WHAT IS REQUIRED - Below is a block of records. Copy every line in it that contains the word "uname".

Excerpts from a dataset -
BEGIN
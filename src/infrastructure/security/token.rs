// src/infrastructure/security/token.rs
use crate::application::{
    dto::{AuthTokenDto, AuthenticatedUser, TokenSubject},
    error::{ApplicationError, ApplicationResult},
    ports::security::TokenManager,
};
use async_trait::async_trait;
use biscuit_auth::{
    Biscuit, KeyPair, PrivateKey, PublicKey,
    builder::{Algorithm, AuthorizerBuilder, Term},
};
use chrono::{DateTime, Utc};
use std::{
    collections::HashMap,
    sync::Arc,
    time::{Duration, SystemTime},
};

#[derive(Clone)]
pub struct BiscuitTokenManager {
    root: Arc<KeyPair>,
    public: PublicKey,
}

impl BiscuitTokenManager {
    pub fn new(private_key_hex: &str) -> ApplicationResult<Self> {
        let private = PrivateKey::from_bytes_hex(private_key_hex, Algorithm::Ed25519)
            .map_err(|err| ApplicationError::infrastructure(err.to_string()))?;
        let keypair = KeyPair::from(&private);
        let public = keypair.public();

        Ok(Self {
            root: Arc::new(keypair),
            public,
        })
    }
}

fn escape_literal(value: &str) -> String {
    value.replace('\\', "\\\\").replace('"', "\\\"")
}

fn build_code_and_params(
    subject: &TokenSubject,
    issued_at: SystemTime,
    expires_at: SystemTime,
) -> (String, HashMap<String, Term>) {
    let mut params: HashMap<String, Term> = HashMap::new();
    params.insert("uid".to_string(), subject.user_id.as_str().into());
    params.insert("uname".to_string(), subject.display_name.clone().into());
    params.insert("urole".to_string(), subject.role.as_str().into());
    params.insert("issued".to_string(), issued_at.into());
    params.insert("exp".to_string(), expires_at.into());

    let mut code = String::from(
        r#"
                user({uid}, {uname});
                role({urole});
                issued_at({issued});
                expires_at({exp});
                check if time($now), $now >= {issued};
                check if time($now), $now <= {exp};
                "#,
    );

    let mut rights: Vec<_> = subject.capabilities.iter().collect();
    rights.sort_by(|a, b| (&a.resource, &a.action).cmp(&(&b.resource, &b.action)));
    for cap in rights {
        code.push_str(&format!(
            "right(\"{}\", \"{}\");\n",
            escape_literal(&cap.resource),
            escape_literal(&cap.action)
        ));
    }

    (code, params)
}

fn build_and_serialize_biscuit(
    code: &str,
    params: HashMap<String, Term>,
    root: &KeyPair,
) -> Result<String, ApplicationError> {
    let token = Biscuit::builder()
        .code_with_params(code, params, HashMap::new())
        .map_err(|err| ApplicationError::infrastructure(err.to_string()))?
        .build(root)
        .map_err(|err| ApplicationError::infrastructure(err.to_string()))?;

    token
        .seal()
        .map_err(|err| ApplicationError::infrastructure(err.to_string()))?
        .to_base64()
        .map_err(|err| ApplicationError::infrastructure(err.to_string()))
}

#[async_trait]
impl TokenManager for BiscuitTokenManager {
    async fn issue(&self, subject: TokenSubject, ttl: Duration) -> ApplicationResult<AuthTokenDto> {
        let issued_at = SystemTime::now();
        let expires_at = issued_at
            .checked_add(ttl)
            .ok_or_else(|| ApplicationError::infrastructure("token expiration overflow"))?;
        let (code, params) = build_code_and_params(&subject, issued_at, expires_at);

        let serialized = build_and_serialize_biscuit(&code, params, self.root.as_ref())?;

        Ok(AuthTokenDto {
            token: serialized,
            issued_at: DateTime::<Utc>::from(issued_at),
            expires_at: DateTime::<Utc>::from(expires_at),
            expires_in: i64::try_from(ttl.as_secs()).unwrap_or(i64::MAX),
        })
    }

    async fn authenticate(&self, token: &str) -> ApplicationResult<AuthenticatedUser> {
        let biscuit = Biscuit::from_base64(token, self.public)
            .map_err(|err| ApplicationError::unauthorized(err.to_string()))?;

        // Token checks (validity window) run against the current time.
        let mut authorizer = AuthorizerBuilder::new()
            .time()
            .code("allow if true;")
            .map_err(|err| ApplicationError::infrastructure(err.to_string()))?
            .build(&biscuit)
            .map_err(|err| ApplicationError::unauthorized(err.to_string()))?;

        authorizer
            .authorize()
            .map_err(|err| ApplicationError::unauthorized(err.to_string()))?;

        let (facts, _, _, _) = authorizer.dump();
        crate::infrastructure::security::claims::parse_claims(facts)
    }
}
use crate::domain::errors::DomainError;

const CNT_ARTICLE_CATEGORY: &str = "articles_category_chk";
const CNT_ARTICLE_AFFILIATE_TYPE: &str = "articles_affiliate_type_chk";

pub fn map_sqlx(err: sqlx::Error) -> DomainError {
    match &err {
        sqlx::Error::Database(db_err) => {
            if let Some(constraint) = db_err.constraint() {
                return match constraint {
                    CNT_ARTICLE_CATEGORY => DomainError::Validation("category is invalid".into()),
                    CNT_ARTICLE_AFFILIATE_TYPE => {
                        DomainError::Validation("affiliate type is invalid".into())
                    }
                    other => {
                        DomainError::Persistence(format!("database constraint violation: {other}"))
                    }
                };
            }

            if let Some(code) = db_err.code() {
                match code.as_ref() {
                    "23505" => {
                        return DomainError::Conflict("unique constraint violated".into());
                    }
                    "23514" => {
                        return DomainError::Validation("check constraint violated".into());
                    }
                    _ => {}
                }
            }

            DomainError::Persistence(db_err.message().to_string())
        }
        _ => DomainError::Persistence(err.to_string()),
    }
}
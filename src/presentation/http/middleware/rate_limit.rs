// src/presentation/http/middleware/rate_limit.rs
use ::governor::middleware::NoOpMiddleware;
use axum::body::Body;
use std::sync::OnceLock;
use tower_governor::{
    GovernorLayer, governor::GovernorConfigBuilder, key_extractor::SmartIpKeyExtractor,
};

type LoginLimiter = GovernorLayer<SmartIpKeyExtractor, NoOpMiddleware, Body>;

/// Sign-in attempts a client may fire back to back.
pub const LOGIN_BURST: u32 = 5;
/// Seconds before one more attempt is granted.
pub const LOGIN_REFILL_SECONDS: u64 = 6;

/// Per-client limit on `/api/v1/auth/login`, keyed on forwarding headers
/// first and the peer address otherwise. Shared by every router built in
/// the process.
pub fn login_rate_limit_layer() -> LoginLimiter {
    static LOGIN_LIMITER: OnceLock<LoginLimiter> = OnceLock::new();

    LOGIN_LIMITER
        .get_or_init(|| {
            let config = GovernorConfigBuilder::default()
                .per_second(LOGIN_REFILL_SECONDS)
                .burst_size(LOGIN_BURST)
                .key_extractor(SmartIpKeyExtractor)
                .finish()
                .expect("login limits are non-zero");
            tracing::debug!(
                burst = LOGIN_BURST,
                refill_seconds = LOGIN_REFILL_SECONDS,
                "login rate limiter ready"
            );

            GovernorLayer::new(config)
        })
        .clone()
}
// src/application/seo/meta.rs
use super::site::SiteProfile;
use crate::application::dto::{MetaTagDto, PageMetaDto};
use crate::domain::article::Article;
use crate::domain::navigation::Route;

/// Builder for the `<title>`, canonical link, OpenGraph and Twitter tags of a page.
#[derive(Debug, Clone)]
pub struct PageMeta {
    title: String,
    description: String,
    image: Option<String>,
    route: Route,
    og_type: &'static str,
}

impl PageMeta {
    pub fn new(title: impl Into<String>, description: impl Into<String>, route: Route) -> Self {
        Self {
            title: title.into(),
            description: description.into(),
            image: None,
            route,
            og_type: "website",
        }
    }

    pub fn image(mut self, image: impl Into<String>) -> Self {
        self.image = Some(image.into());
        self
    }

    pub fn og_type(mut self, og_type: &'static str) -> Self {
        self.og_type = og_type;
        self
    }

    /// Meta for an article page: "<title> | Avis de Clara", Open Graph type `article`.
    pub fn for_article(article: &Article) -> Self {
        Self::new(
            format!("{} | Avis de Clara", article.fields.title),
            article.fields.excerpt.as_str(),
            Route::Article(article.id.clone()),
        )
        .image(article.fields.image_url.as_str())
        .og_type("article")
    }

    pub fn render(self, site: &SiteProfile) -> PageMetaDto {
        let title = if self.title.contains('|') {
            self.title
        } else {
            format!("{} | {}", self.title, site.site_name)
        };
        let url = site.url_for(&self.route);
        let image = self
            .image
            .filter(|image| !image.trim().is_empty())
            .map(|image| site.absolute(&image))
            .unwrap_or_else(|| site.default_image());

        let tag = |attribute: &str, key: &str, content: &str| MetaTagDto {
            attribute: attribute.to_string(),
            key: key.to_string(),
            content: content.to_string(),
        };

        let tags = vec![
            tag("name", "description", &self.description),
            tag("property", "og:title", &title),
            tag("property", "og:description", &self.description),
            tag("property", "og:image", &image),
            tag("property", "og:url", &url),
            tag("property", "og:type", self.og_type),
            tag("name", "twitter:title", &title),
            tag("name", "twitter:description", &self.description),
            tag("name", "twitter:image", &image),
            tag("name", "twitter:url", &url),
        ];

        PageMetaDto {
            title,
            description: self.description,
            canonical_url: url,
            image,
            og_type: self.og_type.to_string(),
            tags,
        }
    }
}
END
YOUR RESPONSE -
    params.insert("uname".to_string(), subject.display_name.clone().into());
                user({uid}, {uname});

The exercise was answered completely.